Abstract

Urea-assisted natural seawater electrolysis is an emerging technology that is effective for grid-scale carbon-neutral hydrogen mass production yet challenging. Circumventing scaling relations is an effective strategy to break through the bottleneck of natural seawater splitting. Herein, by DFT calculation, we demonstrated that the interface boundaries between Ni2P and MoO2 play an essential role in the self-relaxation of the Ni–O interfacial bond, effectively modulating a coordination number of intermediates to control independently their adsorption-free energy, thus circumventing the adsorption-energy scaling relation. Following this conceptual model, a well-defined 3D F-doped Ni2P-MoO2 heterostructure microrod array was rationally designed via an interfacial engineering strategy toward urea-assisted natural seawater electrolysis. As a result, the F-Ni2P-MoO2 exhibits eminently active and durable bifunctional catalysts for both HER and OER in acid, alkaline, and alkaline seawater-based electrolytes.
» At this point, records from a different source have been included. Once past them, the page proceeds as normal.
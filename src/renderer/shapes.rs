//! Shape generation for 2D primitives

use glam::Vec2;
use std::f32::consts::PI;

use super::vertex::Vertex;
use crate::sim::Rect;

/// Two triangles covering a rectangle
pub fn rect(r: &Rect, color: [f32; 4]) -> Vec<Vertex> {
    let (l, t, rt, b) = (r.left(), r.top(), r.right(), r.bottom());
    vec![
        Vertex::new(l, t, color),
        Vertex::new(rt, t, color),
        Vertex::new(l, b, color),
        Vertex::new(l, b, color),
        Vertex::new(rt, t, color),
        Vertex::new(rt, b, color),
    ]
}

/// Generate vertices for a filled circle
pub fn circle(center: Vec2, radius: f32, color: [f32; 4], segments: u32) -> Vec<Vertex> {
    ellipse(center, Vec2::splat(radius), color, segments)
}

/// Filled ellipse (placeholder player sprite)
pub fn ellipse(center: Vec2, radii: Vec2, color: [f32; 4], segments: u32) -> Vec<Vertex> {
    let segments = segments.max(3);
    let mut vertices = Vec::with_capacity((segments * 3) as usize);

    for i in 0..segments {
        let theta1 = (i as f32 / segments as f32) * 2.0 * PI;
        let theta2 = ((i + 1) as f32 / segments as f32) * 2.0 * PI;

        // Triangle from center to edge
        vertices.push(Vertex::new(center.x, center.y, color));
        vertices.push(Vertex::new(
            center.x + radii.x * theta1.cos(),
            center.y + radii.y * theta1.sin(),
            color,
        ));
        vertices.push(Vertex::new(
            center.x + radii.x * theta2.cos(),
            center.y + radii.y * theta2.sin(),
            color,
        ));
    }

    vertices
}

/// Copies of a tile of `tile_width` starting at `offset`, enough to cover `[0, screen_width)`
pub fn tiled_strip(
    offset: f32,
    tile_width: f32,
    y: f32,
    height: f32,
    screen_width: f32,
    color: [f32; 4],
    seam_color: [f32; 4],
) -> Vec<Vertex> {
    let mut vertices = Vec::new();
    if tile_width <= 0.0 {
        return vertices;
    }
    let mut x = offset;
    while x < screen_width {
        vertices.extend(rect(&Rect::new(x, y, tile_width, height), color));
        vertices.extend(rect(&Rect::new(x, y, 2.0, height), seam_color));
        x += tile_width;
    }
    vertices
}
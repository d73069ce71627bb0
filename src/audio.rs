//! Audio cues
//!
//! Maps simulation events to sound effects. Playback itself belongs to the
//! host; this layer decides which cue fires and at what gain, and stays
//! silent for any cue whose file is missing.

use std::path::Path;

use crate::settings::Settings;
use crate::sim::GameEvent;

/// Sound effect types
#[derive(Debug, Clone, Copy, PartialEq, Eq, Hash)]
pub enum SoundEffect {
    /// Player left the ground
    Jump,
    /// Player hit a stone
    Hit,
    /// Round over (plays once on the results screen)
    GameOver,
    /// Looping background music
    Music,
}

impl SoundEffect {
    pub const ALL: [SoundEffect; 4] = [
        SoundEffect::Jump,
        SoundEffect::Hit,
        SoundEffect::GameOver,
        SoundEffect::Music,
    ];

    pub fn file_name(&self) -> &'static str {
        match self {
            SoundEffect::Jump => "jump.wav",
            SoundEffect::Hit => "hit.wav",
            SoundEffect::GameOver => "score.wav",
            SoundEffect::Music => "bgm.wav",
        }
    }

    fn index(&self) -> usize {
        match self {
            SoundEffect::Jump => 0,
            SoundEffect::Hit => 1,
            SoundEffect::GameOver => 2,
            SoundEffect::Music => 3,
        }
    }
}

/// A cue ready for the host to play
#[derive(Debug, Clone, Copy, PartialEq)]
pub struct Cue {
    pub effect: SoundEffect,
    pub gain: f32,
    pub looping: bool,
}

/// Audio manager for the game
#[derive(Debug, Clone)]
pub struct AudioManager {
    available: [bool; 4],
    sfx_gain: f32,
    music_gain: f32,
}

impl AudioManager {
    /// Probe `root` for each sound file; missing ones stay silent
    pub fn new(root: &Path, settings: &Settings) -> Self {
        let mut available = [false; 4];
        for effect in SoundEffect::ALL {
            let path = root.join(effect.file_name());
            available[effect.index()] = path.is_file();
            if !available[effect.index()] {
                log::warn!("Sound {} not found - cue disabled", path.display());
            }
        }
        Self {
            available,
            sfx_gain: settings.sfx_gain(),
            music_gain: settings.music_gain(),
        }
    }

    /// Every cue enabled (tests, hosts with built-in sounds)
    pub fn with_all(settings: &Settings) -> Self {
        Self {
            available: [true; 4],
            sfx_gain: settings.sfx_gain(),
            music_gain: settings.music_gain(),
        }
    }

    pub fn apply_settings(&mut self, settings: &Settings) {
        self.sfx_gain = settings.sfx_gain();
        self.music_gain = settings.music_gain();
    }

    /// Cue for an effect, `None` when silent
    pub fn play(&self, effect: SoundEffect) -> Option<Cue> {
        let (gain, looping) = match effect {
            SoundEffect::Music => (self.music_gain, true),
            _ => (self.sfx_gain, false),
        };
        if !self.available[effect.index()] || gain <= 0.0 {
            return None;
        }
        log::debug!("Audio cue {:?} at gain {:.2}", effect, gain);
        Some(Cue {
            effect,
            gain,
            looping,
        })
    }

    /// Cues triggered by one tick's events
    pub fn cues_for(&self, events: &[GameEvent]) -> Vec<Cue> {
        events
            .iter()
            .filter_map(|event| match event {
                GameEvent::Jumped => self.play(SoundEffect::Jump),
                GameEvent::Collided { .. } => self.play(SoundEffect::Hit),
                GameEvent::RoundStarted => self.play(SoundEffect::Music),
                GameEvent::ObstacleSpawned { .. } => None,
            })
            .collect()
    }
}

#[cfg(test)]
mod tests {
    use super::*;

    #[test]
    fn test_missing_files_are_silent() {
        let audio = AudioManager::new(Path::new("/no/such/sound/dir"), &Settings::default());
        for effect in SoundEffect::ALL {
            assert!(audio.play(effect).is_none());
        }
    }

    #[test]
    fn test_events_map_to_cues() {
        let audio = AudioManager::with_all(&Settings::default());
        let cues = audio.cues_for(&[
            GameEvent::RoundStarted,
            GameEvent::ObstacleSpawned { id: 1, x: 1200.0 },
            GameEvent::Jumped,
            GameEvent::Collided { obstacle_id: 1 },
        ]);
        let effects: Vec<_> = cues.iter().map(|c| c.effect).collect();
        assert_eq!(
            effects,
            vec![SoundEffect::Music, SoundEffect::Jump, SoundEffect::Hit]
        );
        assert!(cues[0].looping);
    }

    #[test]
    fn test_muted_is_silent() {
        let settings = Settings {
            muted: true,
            ..Default::default()
        };
        let audio = AudioManager::with_all(&settings);
        assert!(audio.play(SoundEffect::Jump).is_none());
    }
}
By in-situ analysis, we found that a thin amorphous layer of NiOOH, which is evolved from the Ni2P during anodic reaction, is real catalytic active sites for the OER and UOR processes. Remarkable, such electrode-assembled urea-assisted natural seawater electrolyzer requires low voltages of 1.29 and 1.75 V to drive 10 and 600 mA cm−2 and demonstrates superior durability by operating continuously for 100 h at 100 mA cm−2, beyond commercial Pt/C ‖ RuO2 and most previous reports.